→ YOUR TASK
In the entries below, find the line containing "mod option;". Write out that line and all lines after it, exactly, and nothing else.

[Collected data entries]
□ □ □

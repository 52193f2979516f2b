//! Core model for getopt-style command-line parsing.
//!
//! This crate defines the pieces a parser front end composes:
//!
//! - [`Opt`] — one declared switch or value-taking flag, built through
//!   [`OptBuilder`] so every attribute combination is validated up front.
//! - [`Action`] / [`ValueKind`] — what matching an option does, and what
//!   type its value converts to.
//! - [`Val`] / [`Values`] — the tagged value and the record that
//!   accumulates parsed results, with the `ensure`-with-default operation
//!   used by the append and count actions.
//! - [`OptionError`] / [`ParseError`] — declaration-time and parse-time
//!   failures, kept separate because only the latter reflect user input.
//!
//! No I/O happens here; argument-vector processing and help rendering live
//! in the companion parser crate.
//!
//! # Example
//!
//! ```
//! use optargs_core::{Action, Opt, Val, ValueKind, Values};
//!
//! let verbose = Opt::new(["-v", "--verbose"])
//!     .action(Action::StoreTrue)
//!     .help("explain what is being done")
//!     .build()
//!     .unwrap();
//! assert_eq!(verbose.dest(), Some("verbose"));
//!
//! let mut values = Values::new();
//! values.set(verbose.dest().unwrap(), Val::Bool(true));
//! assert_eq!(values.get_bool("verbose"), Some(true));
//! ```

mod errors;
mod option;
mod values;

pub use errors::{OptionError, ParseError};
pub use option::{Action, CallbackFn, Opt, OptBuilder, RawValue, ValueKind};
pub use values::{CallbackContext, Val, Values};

□ □ □

→ RESPONSE
mod option;
mod values;

pub use errors::{OptionError, ParseError};
pub use option::{Action, CallbackFn, Opt, OptBuilder, RawValue, ValueKind};
pub use values::{CallbackContext, Val, Values};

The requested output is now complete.